Liver segmentation and metastases detection in MR images using convolutional neural networks
This work addresses early detection of liver metastases for improved patient outcomes in oncology, representing an incremental advance in medical imaging.
The paper tackled liver metastases detection in MR images by first segmenting the liver using a CNN-based method and then detecting metastases within the mask, achieving a median Dice coefficient of 0.95 for segmentation and 99.8% sensitivity with a median of 2 false positives per image for detection.
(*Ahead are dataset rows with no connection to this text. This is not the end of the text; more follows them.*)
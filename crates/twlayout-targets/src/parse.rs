//! TOML parsing, serialization and validation for platform rule files.
//!
//! A rule file holds extra rows for the rule table as an array of `[[rule]]`
//! tables. Rows loaded from a file are appended after the built-in table, so
//! a file can add platforms or shadow a built-in row with the same key. Within
//! one file each (os, toolchain, word-bits) key may appear only once.

use std::collections::HashMap;
use std::path::Path;

use serde::{Deserialize, Serialize};

use crate::error::{Result, TargetError};
use crate::rules::{builtin_rules, PlatformRule};

/// A validation issue found in a rule.
#[derive(Debug, Clone)]
pub struct ValidationIssue {
    /// Severity: "error" or "warning".
    pub severity: &'static str,
    /// Human-readable description.
    pub message: String,
}

/// On-disk shape of a rule file.
#[derive(Debug, Clone, Default, PartialEq, Eq, Serialize, Deserialize)]
pub struct RuleFile {
    #[serde(default, rename = "rule")]
    pub rules: Vec<PlatformRule>,
}

/// Load rules from a TOML file.
pub fn load_rules_toml(path: &Path) -> Result<Vec<PlatformRule>> {
    if !path.exists() {
        return Err(TargetError::NotFound {
            path: path.to_path_buf(),
        });
    }
    let content = std::fs::read_to_string(path)?;
    parse_rules_toml(&content)
}

/// Parse and validate rules from a TOML string.
pub fn parse_rules_toml(toml_str: &str) -> Result<Vec<PlatformRule>> {
    let file: RuleFile = toml::from_str(toml_str)?;
    let mut errors = Vec::new();
    for (i, rule) in file.rules.iter().enumerate() {
        if let Err(issues) = validate_rule(rule) {
            for issue in issues {
                if issue.severity == "error" {
                    errors.push(format!("rule #{}: {}", i + 1, issue.message));
                } else {
                    log::warn!("rule #{}: {}", i + 1, issue.message);
                }
            }
        }
    }

    let mut seen = HashMap::new();
    for (i, rule) in file.rules.iter().enumerate() {
        let key = (rule.os, rule.toolchain, rule.word_bits);
        if let Some(first) = seen.insert(key, i) {
            errors.push(format!(
                "rule #{}: duplicate key {}/{}/{} (first defined by rule #{})",
                i + 1,
                rule.os,
                rule.toolchain,
                rule.word_bits,
                first + 1
            ));
        }
    }
    if !errors.is_empty() {
        return Err(TargetError::Validation {
            detail: errors.join("; "),
        });
    }
    Ok(file.rules)
}

/// Serialize rules to pretty TOML.
pub fn rules_to_toml(rules: &[PlatformRule]) -> Result<String> {
    let file = RuleFile {
        rules: rules.to_vec(),
    };
    Ok(toml::to_string_pretty(&file)?)
}

/// The built-in table followed by `extra`.
pub fn merged_rules(extra: Vec<PlatformRule>) -> Vec<PlatformRule> {
    let mut rules = builtin_rules();
    rules.extend(extra);
    rules
}

/// Validate a rule for structural correctness.
///
/// Returns `Ok(())` if valid, or `Err(issues)` with a list of problems.
pub fn validate_rule(rule: &PlatformRule) -> std::result::Result<(), Vec<ValidationIssue>> {
    let mut issues = Vec::new();

    // 1. Word size is one the protocol header recognises
    if ![32, 64].contains(&rule.word_bits) {
        issues.push(ValidationIssue {
            severity: "error",
            message: format!("word size {} is not 32 or 64", rule.word_bits),
        });
    }

    // 2. Packing cap is a power of two
    if let Some(pack) = rule.pack {
        if !pack.is_power_of_two() {
            issues.push(ValidationIssue {
                severity: "error",
                message: format!("packing cap {pack} is not a power of two"),
            });
        }
    }

    // 3. Integer widths are plausible
    for (name, bytes) in [
        ("int32-bytes", rule.int32_bytes),
        ("uintptr-bytes", rule.uintptr_bytes),
    ] {
        if ![4, 8].contains(&bytes) {
            issues.push(ValidationIssue {
                severity: "error",
                message: format!("{name} is {bytes} (expected 4 or 8)"),
            });
        }
    }

    // 4. Word-sized integer wider than a pointer
    if rule.uintptr_bytes > rule.pointer_bytes() {
        issues.push(ValidationIssue {
            severity: "warning",
            message: format!(
                "uintptr-bytes ({}) exceeds pointer width ({})",
                rule.uintptr_bytes,
                rule.pointer_bytes()
            ),
        });
    }

    // 5. Overrides have non-zero size and power-of-two alignment
    for o in &rule.scalars {
        if o.bytes == 0 {
            issues.push(ValidationIssue {
                severity: "error",
                message: format!("scalar override for {} has size 0", o.kind),
            });
        }
        let align = o.align.unwrap_or(o.bytes);
        if !align.is_power_of_two() {
            issues.push(ValidationIssue {
                severity: "error",
                message: format!("scalar override for {} has alignment {align}", o.kind),
            });
        }
    }

    if issues.is_empty() {
        Ok(())
    } else {
        Err(issues)
    }
}

/// Generate a template rule file seeded from the built-in table.
pub fn generate_template() -> Result<String> {
    rules_to_toml(&builtin_rules())
}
Primary tumors have a high likelihood of developing metastases in the liver and early detection of these metastases is crucial for patient outcome. We propose a method based on convolutional neural networks (CNN) to detect liver metastases. First, the liver was automatically segmented using the six phases of abdominal dynamic contrast enhanced (DCE) MR images. Next, DCE-MR and diffusion weighted (DW) MR images are used for metastases detection within the liver mask. The liver segmentations have a median Dice similarity coefficient of 0.95 compared with manual annotations. The metastases detection method has a sensitivity of 99.8% with a median of 2 false positives per image. The combination of the two MR sequences in a dual pathway network is proven valuable for the detection of liver metastases. In conclusion, a high quality liver segmentation can be obtained in which we can successfully detect liver metastases.